BASIS: Linking Recent Changes in Ocean Conditions With Pelagic Fish Recruitment

figure 1, click image to enlarge
Fig. 1, click image to enlarge.


figure 2, click image to enlarge
Fig. 2, click image to enlarge.


figure 3, click image to enlarge
Fig. 3, click image to enlarge.
 

The AFSC conducts regular, comprehensive trawl surveys of marine fish and invertebrate populations in the Bering Sea using chartered commercial fishing vessels. The established survey design is to conduct annual surveys of continental slope groundfish in the Bering Sea. Auke Bay Laboratories (ABL) Ecosystem Monitoring and Assessment (EMA) program conducts these comprehensive trawl surveys and related research in the exclusive economic zone off Alaska as required to monitor and describe trends in abundance and distribution of commercially and ecologically valuable groundfish populations.

Scientists within the EMA program conduct these comprehensive surveys as part of the Bering Aleutian Salmon International Survey (BASIS) designed to improve our collective understanding of fisheries and oceanographic ecosystem indices in the North Pacific Ocean and to clarify mechanisms linking recent changes in ocean conditions with pelagic fish recruitment.

Climate models predict a gradual increase in atmospher­ic temperature, with the greatest increases occurring in sub-arctic and arctic regions. The evidence for current warming trends is the poleward retreat of seasonal sea ice cover in the Arctic. Continued warming is predicted to have a profound effect on Bering Sea ecosystems. For instance, there is evidence that climate warming will increase water column stability on the eastern Bering Sea shelf, limiting the flux of nutrients into the photic zone and perhaps negatively impacting primary and secondary productivity. In addition, large-scale climate cycles are affecting regional climate trends.

Shifts in the position of the Far Eastern Low and Aleutian Low pressure systems determine whether or not the Bering Sea experiences warming or cooling and also affects the velocity of ocean currents.
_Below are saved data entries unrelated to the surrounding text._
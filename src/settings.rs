// src/settings.rs
//! Process configuration, resolved once at startup.
//!
//! Everything env-derived lands in [`Settings`]; volume limits may be
//! overridden by an optional `config/digest.toml`. Components receive these
//! values by parameter and never read the environment ad hoc.

use anyhow::{Context, Result};
use serde::Deserialize;
use std::fs;
use std::path::{Path, PathBuf};
use tracing::warn;

pub const DEFAULT_SOURCES_PATH: &str = "config/sources.txt";
pub const DEFAULT_RULES_PATH: &str = "config/rules.txt";
pub const DEFAULT_STATE_PATH: &str = "state/offsets.json";
pub const DEFAULT_LIMITS_PATH: &str = "config/digest.toml";
pub const DEFAULT_GATEWAY_URL: &str = "http://127.0.0.1:8081";
pub const DEFAULT_LINK_BASE: &str = "https://t.me";
pub const DEFAULT_BIND_ADDR: &str = "0.0.0.0:8000";
pub const DEFAULT_RUN_HOURS: [u32; 3] = [10, 14, 18];

pub const ENV_SOURCES_PATH: &str = "SOURCES_PATH";
pub const ENV_RULES_PATH: &str = "RULES_PATH";
pub const ENV_STATE_PATH: &str = "STATE_PATH";
pub const ENV_LIMITS_PATH: &str = "DIGEST_LIMITS_PATH";
pub const ENV_TARGET_CHAT: &str = "TARGET_CHAT";
pub const ENV_BOT_TOKEN: &str = "TELEGRAM_BOT_TOKEN";
pub const ENV_SOURCE_READER: &str = "SOURCE_READER";
pub const ENV_GATEWAY_URL: &str = "GATEWAY_URL";
pub const ENV_LINK_BASE: &str = "LINK_BASE";
pub const ENV_RUN_HOURS: &str = "RUN_HOURS";
pub const ENV_BIND_ADDR: &str = "BIND_ADDR";

/// Which reader implementation backs the sources.
#[derive(Debug, Clone, Copy, PartialEq, Eq)]
pub enum ReaderKind {
    Gateway,
    Rss,
}

/// Volume limits for a scan pass and the composed digest.
#[derive(Debug, Clone, Copy, Deserialize)]
#[serde(default)]
pub struct Limits {
    /// Max messages fetched per source per pass.
    pub fetch_cap: usize,
    /// Max matches rendered per source within one category.
    pub per_source: usize,
    /// Max matches rendered per category in total.
    pub per_category: usize,
    /// Max characters per digest chunk (safely below the 4096 transport cap).
    pub chunk_len: usize,
    /// Visible characters per match snippet.
    pub snippet_len: usize,
}

impl Default for Limits {
    fn default() -> Self {
        Self {
            fetch_cap: 300,
            per_source: 6,
            per_category: 60,
            chunk_len: 2200,
            snippet_len: 140,
        }
    }
}

#[derive(Debug, Clone)]
pub struct Settings {
    pub sources_path: PathBuf,
    pub rules_path: PathBuf,
    pub state_path: PathBuf,
    pub target_chat: String,
    pub bot_token: Option<String>,
    pub reader: ReaderKind,
    pub gateway_url: String,
    pub link_base: String,
    pub run_hours: Vec<u32>,
    pub bind_addr: String,
    pub limits: Limits,
}

impl Settings {
    pub fn from_env() -> Result<Self> {
        let limits_path = env_or(ENV_LIMITS_PATH, DEFAULT_LIMITS_PATH);
        let limits = load_limits(Path::new(&limits_path))?;

        let reader = match env_or(ENV_SOURCE_READER, "gateway").to_ascii_lowercase().as_str() {
            "rss" => ReaderKind::Rss,
            "gateway" => ReaderKind::Gateway,
            other => {
                warn!(reader = other, "unknown SOURCE_READER, using gateway");
                ReaderKind::Gateway
            }
        };

        Ok(Self {
            sources_path: env_or(ENV_SOURCES_PATH, DEFAULT_SOURCES_PATH).into(),
            rules_path: env_or(ENV_RULES_PATH, DEFAULT_RULES_PATH).into(),
            state_path: env_or(ENV_STATE_PATH, DEFAULT_STATE_PATH).into(),
            target_chat: env_or(ENV_TARGET_CHAT, "me"),
            bot_token: std::env::var(ENV_BOT_TOKEN).ok().filter(|t| !t.trim().is_empty()),
            reader,
            gateway_url: env_or(ENV_GATEWAY_URL, DEFAULT_GATEWAY_URL),
            link_base: env_or(ENV_LINK_BASE, DEFAULT_LINK_BASE),
            run_hours: parse_run_hours(std::env::var(ENV_RUN_HOURS).ok().as_deref()),
            bind_addr: env_or(ENV_BIND_ADDR, DEFAULT_BIND_ADDR),
            limits,
        })
    }
}

fn env_or(name: &str, default: &str) -> String {
    std::env::var(name)
        .ok()
        .map(|v| v.trim().to_string())
        .filter(|v| !v.is_empty())
        .unwrap_or_else(|| default.to_string())
}

/// Parse `RUN_HOURS` like `"10,14,18"`. Invalid entries are dropped; an
/// empty result falls back to the default schedule with a warning.
pub fn parse_run_hours(raw: Option<&str>) -> Vec<u32> {
    let Some(raw) = raw else {
        return DEFAULT_RUN_HOURS.to_vec();
    };
    let mut hours: Vec<u32> = raw
        .split(',')
        .filter_map(|h| h.trim().parse::<u32>().ok())
        .filter(|h| *h < 24)
        .collect();
    hours.sort_unstable();
    hours.dedup();
    if hours.is_empty() {
        warn!(raw, "RUN_HOURS unparseable, using default schedule");
        return DEFAULT_RUN_HOURS.to_vec();
    }
    hours
}

/// Missing limits file is fine (defaults apply); a present-but-broken one
/// is a configuration error worth failing on.
fn load_limits(path: &Path) -> Result<Limits> {
    if !path.exists() {
        return Ok(Limits::default());
    }
    #[derive(Deserialize)]
    struct LimitsFile {
        #[serde(default)]
        limits: Limits,
    }
    let content = fs::read_to_string(path)
        .with_context(|| format!("reading limits from {}", path.display()))?;
    let parsed: LimitsFile = toml::from_str(&content)
        .with_context(|| format!("parsing limits from {}", path.display()))?;
    Ok(parsed.limits)
}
The position of these atmospheric low pressure systems (NE and W, respec­tively) during 2002 to 2005 brought warmer air to the Ber­ing Sea during winter and was related to decreased storm activity during summer. The position of these low pressure systems shifted again (SW and E, respectively) during 2006, resulting in colder arctic air covering much of the Bering Sea during winter and summer which increased storm activity.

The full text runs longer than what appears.